Some of the best material here, for me at least, involves Mary’s confusion about matters of technology and other things; Sharon’s dreams; and the suggestion that Ben is a closet Brit. Though some of the acting at the Saturday night performance I saw felt slightly tentative at first, it quickly snapped into shape. Cook brings a wonderfully off-kilter sensibility to Mary. Cabus is deliciously expressive — often without saying anything. Fristoe brings a bit of masculine edginess to the material and a raucous physical vocabulary that seems to infect and inspire the cast; it’s his finest work to date.
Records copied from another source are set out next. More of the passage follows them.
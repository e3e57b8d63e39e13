pub(crate) mod cache;
pub mod condition;
pub(crate) mod lexer;
pub mod literal;
pub mod output;
pub(crate) mod parser;
pub mod render;

use crate::Result;
use crate::context::Context;
use crate::error::LiquidError;
use output::Output;
use std::fmt;

/// A compiled template node.
#[derive(Debug)]
pub enum Node {
    Text(String),
    Output(Output),
    Tag(Box<dyn Tag>),
    Block(Box<dyn Block>),
}

impl Node {
    pub fn render(&self, ctx: &mut Context<'_>, out: &mut String) -> Result<()> {
        match self {
            Node::Text(t) => {
                out.push_str(t);
                Ok(())
            }
            Node::Output(o) => o.render(ctx, out),
            Node::Tag(t) => t.render(ctx, out),
            Node::Block(b) => b.render(ctx, out),
        }
    }
}

/// A leaf tag: parsed once from its markup, rendered any number of times.
pub trait Tag: fmt::Debug + Send + Sync {
    fn render(&self, ctx: &mut Context<'_>, out: &mut String) -> Result<()>;
}

/// A tag owning a body, closed by `end<name>`.
pub trait Block: Tag {
    /// The node list that receives nodes parsed from here on.
    fn nodelist(&mut self) -> &mut Vec<Node>;

    /// Consumes a nested clause such as `else`, `elsif` or `when`. Tags the block
    /// does not know are a syntax error.
    fn unknown_tag(&mut self, tag: &str, markup: &str) -> Result<()> {
        let _ = markup;
        Err(LiquidError::Syntax(format!("Unknown tag '{}'", tag)))
    }
}

pub type TagConstructor = fn(tag: &str, markup: &str) -> Result<Box<dyn Tag>>;
pub type BlockConstructor = fn(tag: &str, markup: &str) -> Result<Box<dyn Block>>;

/// Registry entry for a tag name.
#[derive(Clone, Copy)]
pub enum TagFactory {
    Tag(TagConstructor),
    Block(BlockConstructor),
}

impl fmt::Debug for TagFactory {
    fn fmt(&self, f: &mut fmt::Formatter<'_>) -> fmt::Result {
        match self {
            TagFactory::Tag(_) => f.write_str("TagFactory::Tag"),
            TagFactory::Block(_) => f.write_str("TagFactory::Block"),
        }
    }
}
As Sharon, Brown is quite convincing as a former druggie who occasionally lapses into babbling flights of hysteria.
Nyrobi Moss contributes scant, cookout-appropriate costumes, and Moriah and Isabel A. Curley-Clay deliver amazingly detailed sets that serve the story well. Mary and Ben’s patio is slightly more presentable than Kenny and Sharon’s seedy, time-textured back stoop, which amounts to a borderline hovel. It’s funny how a faulty picnic-table umbrella, a sloppily constructed deck and a testy sliding glass door become veritable plot points.
“Detroit” is reminiscent of Edward Albee’s brutal realism (see “Who’s Afraid of Virginia Woolf?”) and Tracy Letts’ murky, psychotic dark comedies (see “Bug” and “Killer Joe”). It spins out of control in strange and troubling ways. And yet it’s as consistently hilarious as it is horrific. One can only hope the interest in this hypnotic, titillating show will spread like wildfire.